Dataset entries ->

use std::path::PathBuf;

use anyhow::{bail, Context, Result};
use clap::Parser;
use tracing::info;
use tracing_subscriber::EnvFilter;

use ml_pong::checkpoint::{CheckpointManager, CheckpointManagerConfig, NetworkCheckpoint};
use ml_pong::config::AppConfig;
use ml_pong::env::SimPong;
use ml_pong::training::{DqnTrainer, ReinforceTrainer, SupervisedTrainer};

/// Train a paddle-game agent.
#[derive(Parser)]
#[command(name = "train", about = "Train a paddle-game RL agent")]
struct Cli {
    /// Algorithm to train: dqn, reinforce, or supervised
    #[arg(long, default_value = "dqn")]
    algorithm: String,

    /// Resume training from the latest checkpoint
    #[arg(long)]
    resume: bool,

    /// Path to TOML configuration file
    #[arg(long, default_value = "config.toml")]
    config: PathBuf,

    /// Override number of training episodes
    #[arg(long)]
    episodes: Option<usize>,

    /// Override learning rate
    #[arg(long)]
    lr: Option<f64>,

    /// Evaluate the latest checkpoint greedily for N episodes instead of
    /// training
    #[arg(long, value_name = "N")]
    eval: Option<usize>,
}

fn main() -> Result<()> {
    tracing_subscriber::fmt()
        .with_env_filter(EnvFilter::try_from_default_env().unwrap_or_else(|_| "info".into()))
        .init();

    let cli = Cli::parse();

    match cli.algorithm.as_str() {
        "dqn" | "reinforce" | "supervised" => {}
        other => bail!(
            "unknown algorithm '{}' (expected 'dqn', 'reinforce', or 'supervised')",
            other
        ),
    }

    let mut app_config = AppConfig::load_or_default(&cli.config)
        .with_context(|| format!("loading config from {}", cli.config.display()))?;

    // Apply CLI overrides
    if let Some(episodes) = cli.episodes {
        app_config.training.num_episodes = episodes;
    }
    if let Some(lr) = cli.lr {
        match cli.algorithm.as_str() {
            "dqn" => app_config.dqn.learning_rate = lr,
            "reinforce" => app_config.reinforce.learning_rate = lr,
            "supervised" => app_config.supervised.learning_rate = lr,
            _ => {}
        }
    }

    // Use an algorithm-specific checkpoint directory.
    let checkpoint_dir = app_config.checkpoint.checkpoint_dir.join(&cli.algorithm);
    let manager = CheckpointManager::new(CheckpointManagerConfig {
        checkpoint_dir,
        ..app_config.checkpoint.clone()
    });

    let env = SimPong::new();

    match cli.algorithm.as_str() {
        "dqn" => {
            let mut trainer =
                DqnTrainer::new(env, app_config.dqn.clone(), app_config.training.clone());
            if cli.resume || cli.eval.is_some() {
                resume(&manager, cli.eval.is_some(), |ckpt, episode| {
                    trainer.restore(ckpt, episode).map_err(Into::into)
                })?;
            }
            if let Some(games) = cli.eval {
                let (wins, losses) = trainer.evaluate(games)?;
                info!(games, wins, losses, "evaluation finished");
            } else {
                trainer.train(&manager)?;
            }
        }
        "reinforce" => {
            let mut trainer = ReinforceTrainer::new(
                env,
                app_config.reinforce.clone(),
                app_config.training.clone(),
            );
            if cli.resume || cli.eval.is_some() {
                resume(&manager, cli.eval.is_some(), |ckpt, episode| {
                    trainer.restore(ckpt, episode).map_err(Into::into)
                })?;
            }
            if let Some(games) = cli.eval {
                let (wins, losses) = trainer.evaluate(games)?;
                info!(games, wins, losses, "evaluation finished");
            } else {
                trainer.train(&manager)?;
            }
        }
        "supervised" => {
            let mut trainer = SupervisedTrainer::new(
                env,
                app_config.supervised.clone(),
                app_config.training.clone(),
            );
            if cli.resume || cli.eval.is_some() {
                resume(&manager, cli.eval.is_some(), |ckpt, episode| {
                    trainer.restore(ckpt, episode).map_err(Into::into)
                })?;
            }
            if let Some(games) = cli.eval {
                let (wins, losses) = trainer.evaluate(games)?;
                info!(games, wins, losses, "evaluation finished");
            } else {
                trainer.train(&manager)?;
            }
        }
        _ => unreachable!(),
    }

    Ok(())
}

/// Restore the latest checkpoint into a trainer. A missing checkpoint is
/// fatal for evaluation but only informational when resuming training.
fn resume(
    manager: &CheckpointManager,
    required: bool,
    mut restore: impl FnMut(&NetworkCheckpoint, usize) -> Result<()>,
) -> Result<()> {
    match manager.load_latest() {
        Ok((episode, checkpoint)) => {
            restore(&checkpoint, episode).context("restoring checkpoint")?;
            info!(episode, "resumed from checkpoint");
            Ok(())
        }
        Err(e) if required => Err(e).context("loading checkpoint for evaluation"),
        Err(e) => {
            info!("no checkpoint found ({e}), starting fresh");
            Ok(())
        }
    }
}
pub mod array_vec;
pub mod metrics;
pub mod replay_buffer;
pub mod trainer;

pub use array_vec::ArrayVec;
pub use metrics::{EpisodeResult, TrainingMetrics};
pub use replay_buffer::ReplayBuffer;
pub use trainer::{DqnTrainer, ReinforceTrainer, SupervisedTrainer, TrainerConfig};
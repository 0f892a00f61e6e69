pub mod charge_reconciliation;
pub mod customer_address;
pub mod food_truck;
pub mod menu_category;
pub mod menu_item;
pub mod menu_item_option;
pub mod order;
pub mod order_item;
pub mod order_item_option;
pub mod payment_instrument;

pub use charge_reconciliation::Entity as ChargeReconciliation;
pub use customer_address::Entity as CustomerAddress;
pub use food_truck::Entity as FoodTruck;
pub use menu_category::Entity as MenuCategory;
pub use menu_item::Entity as MenuItem;
pub use menu_item_option::Entity as MenuItemOption;
pub use order::Entity as Order;
pub use order_item::Entity as OrderItem;
pub use order_item_option::Entity as OrderItemOption;
pub use payment_instrument::Entity as PaymentInstrument;
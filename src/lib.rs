//! Streetbite API Library
//!
//! Order checkout and lifecycle management for the Streetbite food-truck
//! marketplace.
#![forbid(unsafe_code)]
#![deny(rust_2018_idioms)]
#![allow(elided_lifetimes_in_paths)]
#![warn(clippy::all, clippy::perf, clippy::dbg_macro)]

pub mod auth;
pub mod config;
pub mod db;
pub mod entities;
pub mod errors;
pub mod events;
pub mod handlers;
pub mod openapi;
pub mod services;

use axum::{extract::State, response::Json, routing::get, routing::post, routing::put, Router};
use chrono::Utc;
use sea_orm::DatabaseConnection;
use serde::Serialize;
use serde_json::{json, Value};
use std::sync::Arc;
use utoipa::ToSchema;

// App state definition
#[derive(Clone)]
pub struct AppState {
    pub db: Arc<DatabaseConnection>,
    pub config: config::AppConfig,
    pub event_sender: events::EventSender,
    pub services: handlers::AppServices,
}

// Common response wrappers
#[derive(Serialize, ToSchema)]
pub struct ApiResponse<T> {
    pub success: bool,
    pub data: Option<T>,
    pub message: Option<String>,
    pub errors: Option<Vec<String>>,
    pub timestamp: String,
}

impl<T> ApiResponse<T> {
    pub fn success(data: T) -> Self {
        Self {
            success: true,
            data: Some(data),
            message: None,
            errors: None,
            timestamp: Utc::now().to_rfc3339(),
        }
    }

    pub fn error(message: String) -> Self {
        Self {
            success: false,
            data: None,
            message: Some(message),
            errors: None,
            timestamp: Utc::now().to_rfc3339(),
        }
    }
}

/// Standard API result type for JSON responses
pub type ApiResult<T> = Result<Json<ApiResponse<T>>, errors::ServiceError>;

pub fn api_v1_routes() -> Router<AppState> {
    Router::new()
        .route("/status", get(api_status))
        .route("/health", get(health_check))
        // Customer surface
        .route("/orders", post(handlers::orders::place_order))
        .route("/orders/me", get(handlers::orders::list_my_orders))
        .route("/orders/me/{order_id}", get(handlers::orders::get_my_order))
        .route(
            "/orders/me/{order_id}/request_cancellation",
            post(handlers::orders::request_cancellation),
        )
        // Operator surface
        .route(
            "/operators/me/orders",
            get(handlers::operator_orders::list_operator_orders),
        )
        .route(
            "/operators/me/orders/{order_id}/status",
            put(handlers::operator_orders::update_order_status),
        )
}

async fn api_status() -> ApiResult<Value> {
    let status_data = json!({
        "status": "ok",
        "version": env!("CARGO_PKG_VERSION"),
        "service": "streetbite-api",
        "timestamp": Utc::now().to_rfc3339(),
    });

    Ok(Json(ApiResponse::success(status_data)))
}

async fn health_check(State(state): State<AppState>) -> ApiResult<Value> {
    let db_status = match state.db.ping().await {
        Ok(_) => "healthy",
        Err(_) => "unhealthy",
    };

    let health_data = json!({
        "status": db_status,
        "checks": {
            "database": db_status,
        },
        "timestamp": Utc::now().to_rfc3339(),
    });

    Ok(Json(ApiResponse::success(health_data)))
}

// Request logging middleware
pub async fn request_logging_middleware(
    request: axum::http::Request<axum::body::Body>,
    next: axum::middleware::Next,
) -> axum::response::Response {
    let method = request.method().clone();
    let uri = request.uri().clone();
    let start = std::time::Instant::now();

    let response = next.run(request).await;

    tracing::info!(
        method = %method,
        uri = %uri,
        status = response.status().as_u16(),
        elapsed_ms = start.elapsed().as_millis() as u64,
        "Request completed"
    );

    response
}
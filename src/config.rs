use config::{Config, ConfigError, Environment, File};
use serde::Deserialize;
use std::env;
use std::path::Path;
use thiserror::Error;
use tracing::info;
use validator::{Validate, ValidationError};

const DEFAULT_LOG_LEVEL: &str = "info";
const DEFAULT_ENV: &str = "development";
const DEFAULT_PORT: u16 = 8080;
const CONFIG_DIR: &str = "config";
const DEFAULT_CURRENCY: &str = "USD";

/// Application configuration structure with validation
#[derive(Clone, Debug, Deserialize, Validate)]
pub struct AppConfig {
    /// Database connection URL
    pub database_url: String,

    /// Server host address
    #[serde(default = "default_host")]
    pub host: String,

    /// Server port
    #[serde(default = "default_port")]
    pub port: u16,

    /// Application environment
    #[serde(default = "default_environment")]
    pub environment: String,

    /// Logging level
    #[serde(default = "default_log_level")]
    #[validate(custom = "validate_log_level")]
    pub log_level: String,

    /// Log in JSON format (structured logging)
    #[serde(default)]
    pub log_json: bool,

    /// Whether to run database migrations on startup
    #[serde(default)]
    pub auto_migrate: bool,

    /// CORS: comma-separated list of allowed origins (production)
    #[serde(default)]
    pub cors_allowed_origins: Option<String>,

    /// DB pool: max connections
    #[serde(default = "default_db_max_connections")]
    pub db_max_connections: u32,

    /// DB pool: min connections
    #[serde(default = "default_db_min_connections")]
    pub db_min_connections: u32,

    /// DB timeouts (seconds)
    #[serde(default = "default_db_connect_timeout_secs")]
    pub db_connect_timeout_secs: u64,
    #[serde(default = "default_db_idle_timeout_secs")]
    pub db_idle_timeout_secs: u64,
    #[serde(default = "default_db_acquire_timeout_secs")]
    pub db_acquire_timeout_secs: u64,

    /// Settlement currency for all orders (ISO 4217)
    #[serde(default = "default_currency")]
    pub currency: String,

    /// Flat sales tax rate applied to the subtotal (e.g., 0.0875 for 8.75%)
    #[serde(default = "default_tax_rate")]
    #[validate(custom = "validate_tax_rate")]
    pub tax_rate: f64,

    /// Minutes added to the prep estimate for delivery orders
    #[serde(default = "default_delivery_buffer_minutes")]
    pub delivery_buffer_minutes: i64,

    /// Payment gateway API base URL
    #[serde(default = "default_payment_gateway_url")]
    pub payment_gateway_url: String,

    /// Payment gateway secret key
    #[serde(default)]
    pub payment_gateway_secret: Option<String>,

    /// Geocoding service base URL
    #[serde(default = "default_geocoder_url")]
    pub geocoder_url: String,

    /// User-Agent sent to the geocoding service (required by most providers)
    #[serde(default = "default_geocoder_user_agent")]
    pub geocoder_user_agent: String,

    /// Email delivery endpoint; emails are logged-only when unset
    #[serde(default)]
    pub email_endpoint: Option<String>,

    /// Sender address for outbound order emails
    #[serde(default = "default_email_from")]
    pub email_from: String,

    /// Event channel capacity for async event processing
    #[serde(default = "default_event_channel_capacity")]
    pub event_channel_capacity: usize,
}

impl AppConfig {
    pub fn log_level(&self) -> &str {
        &self.log_level
    }

    pub fn is_development(&self) -> bool {
        self.environment.eq_ignore_ascii_case("development")
            || self.environment.eq_ignore_ascii_case("test")
    }
}

fn default_host() -> String {
    "0.0.0.0".to_string()
}
fn default_port() -> u16 {
    DEFAULT_PORT
}
fn default_environment() -> String {
    DEFAULT_ENV.to_string()
}
fn default_log_level() -> String {
    DEFAULT_LOG_LEVEL.to_string()
}
fn default_db_max_connections() -> u32 {
    10
}
fn default_db_min_connections() -> u32 {
    1
}
fn default_db_connect_timeout_secs() -> u64 {
    30
}
fn default_db_idle_timeout_secs() -> u64 {
    600
}
fn default_db_acquire_timeout_secs() -> u64 {
    8
}
fn default_currency() -> String {
    DEFAULT_CURRENCY.to_string()
}
fn default_tax_rate() -> f64 {
    0.0875
}
fn default_delivery_buffer_minutes() -> i64 {
    15
}
fn default_payment_gateway_url() -> String {
    "https://api.payments.example.com".to_string()
}
fn default_geocoder_url() -> String {
    "https://geocode.example.com".to_string()
}
fn default_geocoder_user_agent() -> String {
    "streetbite-api/0.3".to_string()
}
fn default_email_from() -> String {
    "orders@streetbite.example.com".to_string()
}
fn default_event_channel_capacity() -> usize {
    1024
}

fn validate_log_level(level: &str) -> Result<(), ValidationError> {
    let valid_levels = ["trace", "debug", "info", "warn", "error"];
    if valid_levels.contains(&level.to_lowercase().as_str()) {
        Ok(())
    } else {
        let mut err = ValidationError::new("log_level");
        err.message = Some("Must be one of: trace, debug, info, warn, error".into());
        Err(err)
    }
}

fn validate_tax_rate(rate: f64) -> Result<(), ValidationError> {
    if !rate.is_finite() || rate < 0.0 || rate > 1.0 {
        let mut err = ValidationError::new("tax_rate");
        err.message = Some("tax_rate must be a finite value between 0.0 and 1.0".into());
        return Err(err);
    }
    Ok(())
}

#[derive(Debug, Error)]
pub enum AppConfigError {
    #[error("Configuration error: {0}")]
    Config(#[from] ConfigError),

    #[error("Configuration validation failed: {0}")]
    Validation(#[from] validator::ValidationErrors),
}

/// Initializes tracing using the provided log level as the default filter
pub fn init_tracing(level: &str, json: bool) {
    use tracing_subscriber::fmt;

    let default_directive = format!("streetbite_api={},tower_http=debug", level);
    let filter_directive = env::var("RUST_LOG")
        .ok()
        .filter(|s| !s.trim().is_empty())
        .unwrap_or(default_directive);

    if json {
        let _ = fmt().with_env_filter(filter_directive).json().try_init();
    } else {
        let _ = fmt().with_env_filter(filter_directive).try_init();
    }
}

/// Loads application configuration
///
/// Layers configuration sources in this order:
/// 1. Default config (config/default.toml)
/// 2. Environment-specific config (config/{env}.toml)
/// 3. Environment variables (APP__*)
pub fn load_config() -> Result<AppConfig, AppConfigError> {
    let run_env = env::var("RUN_ENV")
        .or_else(|_| env::var("APP_ENV"))
        .unwrap_or_else(|_| DEFAULT_ENV.to_string());
    info!("Loading configuration for environment: {}", run_env);

    if !Path::new(CONFIG_DIR).exists() {
        info!(
            "Config directory '{}' not found; relying on built-in defaults and environment variables",
            CONFIG_DIR
        );
    }

    let config = Config::builder()
        .set_default("database_url", "sqlite://streetbite.db?mode=rwc")?
        .set_default("environment", DEFAULT_ENV)?
        .add_source(File::with_name(&format!("{}/default", CONFIG_DIR)).required(false))
        .add_source(File::with_name(&format!("{}/{}", CONFIG_DIR, run_env)).required(false))
        .add_source(Environment::with_prefix("APP").separator("__"))
        .build()?;

    let app_config: AppConfig = config.try_deserialize()?;
    app_config.validate()?;

    Ok(app_config)
}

Problem details -> List every line in the records above that contains the word "post".

Response to this exercise ->
use axum::{extract::State, response::Json, routing::get, routing::post, routing::put, Router};
        .route("/orders", post(handlers::orders::place_order))
            post(handlers::orders::request_cancellation),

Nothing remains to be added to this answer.